[TASK GOAL] Below are some entries. Copy each line that holds the string "friendly".

────────

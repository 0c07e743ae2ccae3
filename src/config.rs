//! Process configuration, resolved once at startup
//!
//! Values come from the environment (a `.env` file is loaded by main via
//! dotenvy). The narrative service settings are all optional - a missing
//! endpoint or credential turns enrichment into a silent no-op.

use std::env;

use anyhow::Result;

/// Model requested from the narrative service when none is configured.
pub const DEFAULT_NARRATIVE_MODEL: &str = "glm4.7";

#[derive(Debug, Clone)]
pub struct Config {
    /// Solana RPC endpoint URL
    pub rpc_url: String,
    /// HTTP listen port
    pub port: u16,
    pub narrator: NarratorConfig,
}

/// Narrative service settings, injected into the Narrator.
#[derive(Debug, Clone)]
pub struct NarratorConfig {
    pub base_url: Option<String>,
    pub api_key: Option<String>,
    pub model: String,
}

impl Config {
    pub fn from_env() -> Result<Self> {
        let rpc_url =
            env::var("SOLANA_RPC").map_err(|_| anyhow::anyhow!("SOLANA_RPC must be set"))?;

        let port = env::var("PORT")
            .unwrap_or_else(|_| "3000".to_string())
            .parse()
            .unwrap_or(3000);

        let narrator = NarratorConfig {
            base_url: env::var("ZHIPU_BASE_URL").ok().filter(|s| !s.is_empty()),
            api_key: env::var("ZHIPU_API_KEY").ok().filter(|s| !s.is_empty()),
            model: env::var("ZHIPU_MODEL")
                .unwrap_or_else(|_| DEFAULT_NARRATIVE_MODEL.to_string()),
        };

        Ok(Self {
            rpc_url,
            port,
            narrator,
        })
    }
}

impl Default for NarratorConfig {
    fn default() -> Self {
        Self {
            base_url: None,
            api_key: None,
            model: DEFAULT_NARRATIVE_MODEL.to_string(),
        }
    }
}
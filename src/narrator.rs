//! AI narrative enrichment
//!
//! Talks to an OpenAI-compatible chat-completions endpoint to attach a short
//! narrative to the newest transactions. Enrichment is strictly best-effort:
//! missing configuration disables it silently, a failed request leaves that
//! narrative absent, and the whole batch races a fixed timeout that falls
//! back to the unenriched input.

use std::time::Duration;

use futures::future::join_all;
use tokio::task::JoinHandle;
use reqwest::Client;
use serde::Deserialize;
use serde_json::json;
use solana_sdk::native_token::lamports_to_sol;
use thiserror::Error;

use crate::analyzer::TransactionAnalysis;
use crate::config::NarratorConfig;

/// Narratives are generated for at most this many of the newest transactions.
pub const NARRATIVE_MAX_COUNT: usize = 10;
/// Whole-batch budget. On expiry the unenriched input is returned as-is,
/// discarding any narratives that had already completed.
pub const NARRATIVE_TIMEOUT: Duration = Duration::from_secs(15);

#[derive(Debug, Error)]
pub enum NarratorError {
    #[error("http error: {0}")]
    Http(#[from] reqwest::Error),

    #[error("service returned status {0}")]
    Status(reqwest::StatusCode),

    #[error("invalid completion response")]
    InvalidResponse,
}

#[derive(Clone)]
pub struct Narrator {
    client: Client,
    config: NarratorConfig,
}

#[derive(Debug, Deserialize)]
struct CompletionResponse {
    #[serde(default)]
    choices: Vec<CompletionChoice>,
}

#[derive(Debug, Deserialize)]
struct CompletionChoice {
    message: CompletionMessage,
}

#[derive(Debug, Deserialize)]
struct CompletionMessage {
    content: Option<String>,
}

impl Narrator {
    pub fn new(config: NarratorConfig) -> Self {
        Self {
            client: Client::new(),
            config,
        }
    }

    /// Both an endpoint and a credential are required; anything less keeps
    /// enrichment off.
    pub fn is_enabled(&self) -> bool {
        self.config.base_url.is_some() && self.config.api_key.is_some()
    }

    /// Attach narratives to the first `max_count` transactions; the rest
    /// pass through untouched. Output always has the same length and order
    /// as the input.
    pub async fn enrich_batch(
        &self,
        transactions: Vec<TransactionAnalysis>,
        max_count: usize,
    ) -> Vec<TransactionAnalysis> {
        let (Some(base_url), Some(api_key)) = (&self.config.base_url, &self.config.api_key)
        else {
            return transactions;
        };

        if transactions.is_empty() {
            return transactions;
        }

        let candidates = transactions.len().min(max_count);
        let attempts: Vec<_> = transactions[..candidates]
            .iter()
            .cloned()
            .map(|tx| {
                let narrator = self.clone();
                let base_url = base_url.clone();
                let api_key = api_key.clone();
                tokio::spawn(async move { narrator.narrate(&base_url, &api_key, &tx).await })
            })
            .collect();

        race_enrichment(transactions, attempts).await
    }

    /// One best-effort narrative request; any failure maps to None.
    async fn narrate(
        &self,
        base_url: &str,
        api_key: &str,
        tx: &TransactionAnalysis,
    ) -> Option<String> {
        match self.request_narrative(base_url, api_key, tx).await {
            Ok(narrative) => Some(narrative),
            Err(e) => {
                tracing::warn!("narrative failed for {}: {}", tx.signature, e);
                None
            }
        }
    }

    async fn request_narrative(
        &self,
        base_url: &str,
        api_key: &str,
        tx: &TransactionAnalysis,
    ) -> Result<String, NarratorError> {
        let url = format!("{}/chat/completions", base_url);
        let body = json!({
            "model": self.config.model,
            "messages": [{ "role": "user", "content": build_prompt(tx) }],
            "max_tokens": 100,
            "temperature": 0.7
        });

        let response = self
            .client
            .post(&url)
            .bearer_auth(api_key)
            .json(&body)
            .send()
            .await?;

        if !response.status().is_success() {
            return Err(NarratorError::Status(response.status()));
        }

        let completion: CompletionResponse = response.json().await?;
        completion
            .choices
            .into_iter()
            .next()
            .and_then(|c| c.message.content)
            .ok_or(NarratorError::InvalidResponse)
    }
}

/// Race the per-candidate attempts against the batch timeout.
///
/// Ok: candidates are rebuilt with their narrative (or None on a failed
/// attempt) and the remainder passes through untouched. Timeout: the original
/// list is returned unchanged - completed narratives are discarded rather
/// than salvaged, and still-running attempts are left to finish detached,
/// their results ignored.
async fn race_enrichment(
    transactions: Vec<TransactionAnalysis>,
    attempts: Vec<JoinHandle<Option<String>>>,
) -> Vec<TransactionAnalysis> {
    let candidates = attempts.len();
    let outcome = tokio::time::timeout(NARRATIVE_TIMEOUT, join_all(attempts)).await;

    match outcome {
        Ok(results) => {
            let mut enriched = Vec::with_capacity(transactions.len());
            for (tx, result) in transactions[..candidates].iter().zip(results) {
                enriched.push(tx.with_narrative(result.unwrap_or(None)));
            }
            enriched.extend(transactions[candidates..].iter().cloned());
            enriched
        }
        Err(_) => {
            tracing::warn!(
                "narrative generation timed out after {:?}, returning unenriched",
                NARRATIVE_TIMEOUT
            );
            transactions
        }
    }
}

/// Prompt for one transaction, framed from the wallet owner's perspective.
fn build_prompt(tx: &TransactionAnalysis) -> String {
    let mut prompt = format!(
        "You are analyzing a Solana blockchain transaction. Generate a SHORT \
         (1-2 sentences) human-friendly narrative.\n\n\
         Transaction Details:\n\
         - Type: {}\n\
         - Success: {}\n\
         - Instructions: {}\n\
         - Fee: {:.6} SOL\n\
         - Description: {}\n",
        tx.tx_type,
        if tx.success { "Yes" } else { "No" },
        tx.instructions,
        lamports_to_sol(tx.fee),
        tx.description,
    );

    if let Some(error) = &tx.error {
        prompt.push_str(&format!("- Error: {}\n", error));
    }

    prompt.push_str(
        "\nGenerate a brief, friendly explanation of what happened. \
         Focus on the user's perspective, not technical details.",
    );
    prompt
}
//! HTTP route handlers for the wallet-stats API

use std::sync::Arc;

use axum::{
    extract::{Query, State},
    response::Json,
};
use serde::{Deserialize, Serialize};

use crate::analyzer::{self, TransactionAnalysis};
use crate::app_error::AppError;
use crate::app_state::AppState;
use crate::friction::{self, FrictionMetrics, WalletStats};
use crate::narrator::NARRATIVE_MAX_COUNT;

const DEFAULT_LIMIT: usize = 50;

/// Base58 pubkeys encode to 32-44 characters; anything outside is rejected
/// before touching the RPC.
const MIN_ADDRESS_LEN: usize = 32;
const MAX_ADDRESS_LEN: usize = 44;

#[derive(Deserialize)]
pub struct AnalyzeParams {
    pub address: Option<String>,
    pub limit: Option<usize>,
    pub narrative: Option<String>,
}

#[derive(Serialize)]
#[serde(rename_all = "camelCase")]
pub struct WalletAnalysisResponse {
    pub address: String,
    pub transactions: Vec<TransactionAnalysis>,
    pub stats: WalletStats,
    pub friction_metrics: FrictionMetrics,
}

/// GET /analyze?address=...&limit=50&narrative=true
pub async fn analyze(
    State(state): State<Arc<AppState>>,
    Query(params): Query<AnalyzeParams>,
) -> Result<Json<WalletAnalysisResponse>, AppError> {
    let address = params
        .address
        .ok_or_else(|| AppError::BadRequest("Wallet address is required".to_string()))?;

    if !address_length_ok(&address) {
        return Err(AppError::BadRequest(
            "Invalid Solana address format".to_string(),
        ));
    }

    let limit = params.limit.unwrap_or(DEFAULT_LIMIT);
    let with_narrative = params.narrative.as_deref() == Some("true");

    let mut transactions = analyzer::analyze_wallet(&state.rpc, &address, limit).await?;

    if with_narrative && !transactions.is_empty() {
        transactions = state
            .narrator
            .enrich_batch(transactions, NARRATIVE_MAX_COUNT)
            .await;
    }

    let friction_metrics = friction::aggregate(&transactions);
    let stats = friction::wallet_stats(&transactions, &friction_metrics);

    Ok(Json(WalletAnalysisResponse {
        address,
        transactions,
        stats,
        friction_metrics,
    }))
}

/// Coarse length-only pre-check; full validation happens when the adapter
/// parses the key.
fn address_length_ok(address: &str) -> bool {
    (MIN_ADDRESS_LEN..=MAX_ADDRESS_LEN).contains(&address.len())
}

/// Health check
pub async fn health() -> &'static str {
    "OK"
}

#[cfg(test)]
mod tests {
    use super::*;

    #[test]
    fn test_address_length_bounds() {
        assert!(!address_length_ok(""));
        assert!(!address_length_ok(&"x".repeat(31)));
        assert!(address_length_ok(&"x".repeat(32)));
        assert!(address_length_ok("7cVfgArCheMR6Cs4t6vz5rfnqd56vZq4ndaBrY5xkxXy"));
        assert!(address_length_ok(&"x".repeat(44)));
        assert!(!address_length_ok(&"x".repeat(45)));
    }
}
use std::sync::LazyLock;

use chrono::{DateTime, NaiveDate, NaiveDateTime};
use regex::Regex;

use crate::analytics::{JobStatus, TrainsetStatus};
use crate::error::FleetError;

static ISO_DATE: LazyLock<Regex> = LazyLock::new(|| Regex::new(r"^\d{4}-\d{2}-\d{2}$").expect("valid regex"));
static US_SLASH_DATE: LazyLock<Regex> =
    LazyLock::new(|| Regex::new(r"^(\d{1,2})/(\d{1,2})/(\d{4})$").expect("valid regex"));
static US_DASH_DATE: LazyLock<Regex> =
    LazyLock::new(|| Regex::new(r"^(\d{1,2})-(\d{1,2})-(\d{4})$").expect("valid regex"));

/// Trims and drops empty strings.
pub fn clean_text(raw: Option<&str>) -> Option<String> {
    raw.map(str::trim).filter(|s| !s.is_empty()).map(str::to_string)
}

pub fn required_text(raw: Option<&str>, field: &str) -> Result<String, FleetError> {
    clean_text(raw).ok_or_else(|| FleetError::Validation(format!("{} is required", field)))
}

/// Parses `YYYY-MM-DD`, `MM/DD/YYYY`, `MM-DD-YYYY` or RFC 3339 into a UTC
/// timestamp. Plain dates land at midnight.
pub fn parse_date(raw: &str) -> Result<NaiveDateTime, FleetError> {
    let value = raw.trim();
    let invalid = || FleetError::Validation(format!("invalid date format: {}", value));

    let date = if ISO_DATE.is_match(value) {
        NaiveDate::parse_from_str(value, "%Y-%m-%d").ok()
    } else if let Some(caps) = US_SLASH_DATE.captures(value).or_else(|| US_DASH_DATE.captures(value)) {
        let month = caps[1].parse().ok();
        let day = caps[2].parse().ok();
        let year = caps[3].parse().ok();
        match (year, month, day) {
            (Some(y), Some(m), Some(d)) => NaiveDate::from_ymd_opt(y, m, d),
            _ => None,
        }
    } else {
        return DateTime::parse_from_rfc3339(value)
            .map(|dt| dt.naive_utc())
            .map_err(|_| invalid());
    };

    date.and_then(|d| d.and_hms_opt(0, 0, 0)).ok_or_else(invalid)
}

pub fn parse_optional_date(raw: Option<&str>) -> Result<Option<NaiveDateTime>, FleetError> {
    clean_text(raw).map(|v| parse_date(&v)).transpose()
}

/// Case-insensitive match against `options`, then partial containment in
/// either direction ("progress" -> "InProgress").
fn match_enum<T: Copy>(raw: &str, options: &[(T, &str)], field: &str) -> Result<T, FleetError> {
    let needle = raw.trim().to_lowercase().replace([' ', '_', '-'], "");
    if needle.is_empty() {
        return Err(FleetError::Validation(format!("{} is required", field)));
    }

    let exact = options.iter().find(|(_, name)| name.to_lowercase() == needle);
    let partial = || {
        options.iter().find(|(_, name)| {
            let name = name.to_lowercase();
            name.contains(&needle) || needle.contains(&name)
        })
    };

    exact.or_else(partial).map(|(value, _)| *value).ok_or_else(|| {
        let expected: Vec<&str> = options.iter().map(|(_, name)| *name).collect();
        FleetError::Validation(format!(
            "invalid {} '{}', expected one of: {}",
            field,
            raw.trim(),
            expected.join(", ")
        ))
    })
}

pub fn parse_trainset_status(raw: &str) -> Result<TrainsetStatus, FleetError> {
    let options = TrainsetStatus::ALL.map(|s| (s, s.as_str()));
    match_enum(raw, &options, "trainset status")
}

pub fn parse_job_status(raw: &str) -> Result<JobStatus, FleetError> {
    let options = JobStatus::ALL.map(|s| (s, s.as_str()));
    match_enum(raw, &options, "job card status")
}

pub fn parse_mileage(raw: Option<i64>) -> Result<i64, FleetError> {
    match raw {
        None => Ok(0),
        Some(km) if km >= 0 => Ok(km),
        Some(km) => Err(FleetError::Validation(format!("mileage must be non-negative, got {}", km))),
    }
}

────────

[OUTPUT BELOW]
         (1-2 sentences) human-friendly narrative.\n\n\
        "\nGenerate a brief, friendly explanation of what happened. \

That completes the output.